Find all the lines in the entries below that hold the word "KvIndexApi" and copy them.

(Saved entries)
________________________________________
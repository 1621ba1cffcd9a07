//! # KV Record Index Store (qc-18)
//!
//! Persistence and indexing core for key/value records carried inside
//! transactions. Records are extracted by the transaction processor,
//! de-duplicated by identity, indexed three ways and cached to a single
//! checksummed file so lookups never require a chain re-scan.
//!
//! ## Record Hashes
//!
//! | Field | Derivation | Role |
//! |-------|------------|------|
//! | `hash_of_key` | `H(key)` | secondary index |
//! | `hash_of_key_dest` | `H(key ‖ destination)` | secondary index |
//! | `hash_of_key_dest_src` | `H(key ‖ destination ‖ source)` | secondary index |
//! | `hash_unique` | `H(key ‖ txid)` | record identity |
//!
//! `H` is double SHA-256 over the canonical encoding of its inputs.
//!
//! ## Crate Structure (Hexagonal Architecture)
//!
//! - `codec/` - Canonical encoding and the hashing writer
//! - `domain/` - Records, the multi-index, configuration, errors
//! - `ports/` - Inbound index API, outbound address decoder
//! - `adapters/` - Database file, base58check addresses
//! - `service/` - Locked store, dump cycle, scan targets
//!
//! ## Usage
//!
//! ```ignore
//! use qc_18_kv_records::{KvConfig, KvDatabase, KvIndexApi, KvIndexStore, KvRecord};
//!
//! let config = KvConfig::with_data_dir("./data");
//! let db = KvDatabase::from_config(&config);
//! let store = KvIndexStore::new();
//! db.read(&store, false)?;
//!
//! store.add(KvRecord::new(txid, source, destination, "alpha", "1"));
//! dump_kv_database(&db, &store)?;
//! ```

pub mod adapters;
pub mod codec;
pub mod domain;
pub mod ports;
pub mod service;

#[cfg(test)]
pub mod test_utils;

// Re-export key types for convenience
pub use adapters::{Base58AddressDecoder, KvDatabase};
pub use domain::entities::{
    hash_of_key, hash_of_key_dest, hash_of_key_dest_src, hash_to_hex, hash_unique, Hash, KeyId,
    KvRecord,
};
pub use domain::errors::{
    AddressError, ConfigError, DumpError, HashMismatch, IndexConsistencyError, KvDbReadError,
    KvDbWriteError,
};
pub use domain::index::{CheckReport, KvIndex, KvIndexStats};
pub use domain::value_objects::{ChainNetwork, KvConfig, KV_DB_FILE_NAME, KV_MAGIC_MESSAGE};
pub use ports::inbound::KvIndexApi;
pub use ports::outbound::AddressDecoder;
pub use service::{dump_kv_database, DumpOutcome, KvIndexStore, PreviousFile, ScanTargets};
________________________________________
**Answer space:**
//! use qc_18_kv_records::{KvConfig, KvDatabase, KvIndexApi, KvIndexStore, KvRecord};
pub use ports::inbound::KvIndexApi;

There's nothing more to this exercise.